Re: electric meme bombs

From: Wade T.Smith (wade_smith@harvard.edu)
Date: Thu 17 Oct 2002 - 02:50:34 GMT

  • Next message: joedees@bellsouth.net: "Re: A meme is..."

    On Wednesday, October 16, 2002, at 09:30 , joedees@bellsouth.net wrote:

    > So every smoked cigarette is unique, as is every quaffed beer, and,
    > furthermore, so distinguishable and unassimilable that they are not
    > tokens of beer-quaffing or cigarette-smoking

    Unique, yes, each and every one. Distinguishable unassailably? Yes, in spacetime, but, not, granted, necessarily perceptibly indistinguishable by humans in cultural environments, and that is the main power of memetic behavior.

    One may hear several performances of Dvorak's Eighth, and, quite perceptibly, know they are different. But one can also hear how they are the same, and even remark how satisfying these similarities are, much beyond just the delight that one is hearing a favorite work again.

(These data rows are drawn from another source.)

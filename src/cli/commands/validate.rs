//! Validate config command implementation

use crate::adapters::postgresql::redact_connection_string;
use crate::config::{load_config, DatabaseTarget};
use clap::Args;
use secrecy::ExposeSecret;

/// Arguments for the validate-config command
#[derive(Args, Debug, Default)]
pub struct ValidateArgs {}

impl ValidateArgs {
    /// Execute the validate-config command
    pub async fn execute(&self, config_path: &str) -> anyhow::Result<i32> {
        tracing::info!(config_path = %config_path, "Validating configuration");

        println!("🔍 Validating configuration file: {config_path}");
        println!();

        // Loading also validates every section
        let config = match load_config(config_path) {
            Ok(c) => c,
            Err(e) => {
                println!("❌ Configuration is invalid");
                println!("   Error: {e}");
                return Ok(2);
            }
        };

        println!("✅ Configuration is valid");
        println!();
        println!("Configuration Summary:");
        println!("  Log Level: {}", config.application.log_level);
        println!("  Locations URL: {}", config.source.locations_base_url);
        println!("  Measurements URL: {}", config.source.measurements_base_url);
        println!(
            "  API Key: {}",
            if config.source.api_key.is_some() {
                "set"
            } else {
                "not set"
            }
        );
        println!("  Page Limit: {}", config.source.page_limit);
        println!("  Stream: {}", config.source.stream);
        println!(
            "  Retries: {} attempts, {}ms initial delay",
            config.source.retry.max_attempts, config.source.retry.initial_delay_ms
        );
        println!("  Database Target: {}", config.database_target);

        if config.database_target == DatabaseTarget::PostgreSQL {
            if let Some(ref pg_config) = config.postgresql {
                println!(
                    "  PostgreSQL Connection: {}",
                    redact_connection_string(pg_config.connection_string.expose_secret().as_str())
                );
                println!("  Max Connections: {}", pg_config.max_connections);
                println!("  SSL Mode: {}", pg_config.ssl_mode);
            }
        }

        println!(
            "  Alerts: {}{}",
            if config.alerts.enabled {
                "enabled"
            } else {
                "disabled"
            },
            if config.alerts.seed_demo_rules {
                " (demo rules)"
            } else {
                ""
            }
        );
        println!();
        Ok(0)
    }
}

#[cfg(test)]
mod tests {
    use super::*;
    use std::io::Write;
    use tempfile::NamedTempFile;

    #[tokio::test]
    async fn test_valid_config() {
        let mut file = NamedTempFile::new().unwrap();
        writeln!(file, "database_target = \"memory\"\n\n[source]\npage_limit = 50").unwrap();

        let code = ValidateArgs {}
            .execute(file.path().to_str().unwrap())
            .await
            .unwrap();
        assert_eq!(code, 0);
    }

    #[tokio::test]
    async fn test_invalid_config() {
        let mut file = NamedTempFile::new().unwrap();
        writeln!(file, "database_target = \"memory\"\n\n[source]\npage_limit = 0").unwrap();

        let code = ValidateArgs {}
            .execute(file.path().to_str().unwrap())
            .await
            .unwrap();
        assert_eq!(code, 2);
    }
}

    What remains is a memory, of a feeling, or an attempt at a feeling, that one might, if one could and can, put somewhere else, when one performs another piece of music, or, the same piece of music. But, perhaps the conductor will not allow the opportunity, or, something else will wipe the memory away. It is all too transient, the way of the mind, to put anything there that is behaviorally intact. Mutations happen outside of the mind memetically, too. (I would say, only, but, then, that's the model speaking.) One never does precisely what one thought one would do, in precisely the fashion, although one gets damn close with practice and experience that lend precision. Cow1 is not Cow2 and behavior1 is not behavior2, and even thought1 is not thought2, and, gene1 is not gene2, and meme1 is not meme2, either. But we can have meme1 and meme2 both addressing the same token, as you say, in that the memory of the perception of Dvorak's Eighth that I have, and that my girlfriend has, of the same performance at the same time in the same place, can perhaps be the preparation for a meme, but, so far, I do not know what, if anything, she has performed to remark upon it- I don't think she's spending her token, certainly she does not see that it has the value I think it has, or perhaps she does, but, we have not spoken of it other than to say to each other how much we liked it.

    > The genome corresponds to the entire form of the individual; a gene
    > within it corresponds to the repeated performance of a single meme, as
    > it encodes a single characteristic, and not the totality of the
    > template.

    But not to the entire form of the individual throughout its life, certainly. The genome presents the strata for the mind, but does not ensure the mind itself. For the mind to appear, memetic behaviors need to be performed in the cultural environment, and perceived by the developing individual.

    The meme, by being behavior-only, needs to be forced into constraining circumstances, like laws and precepts and axioms and conventions and morals and regulations and dress-codes and borders- culture is the attempt to contain the limitless change potential of each memetic action. Otherwise, not necessarily chaos, but, anarchy, and cultures do not survive well as anarchies, and the survival of cultures is something that, I thought, memetics was all about.

    Once the brain houses all the evolutionary machinery, culture seems irrelevant to memetic survival, or is, somehow, something emerging from memetic behavior, rather than something mitigating it.

    And, I don't accept that memetic behavior is not being mitigated by culture, anymore than I can accept that the weather is something emerging from a thermometer.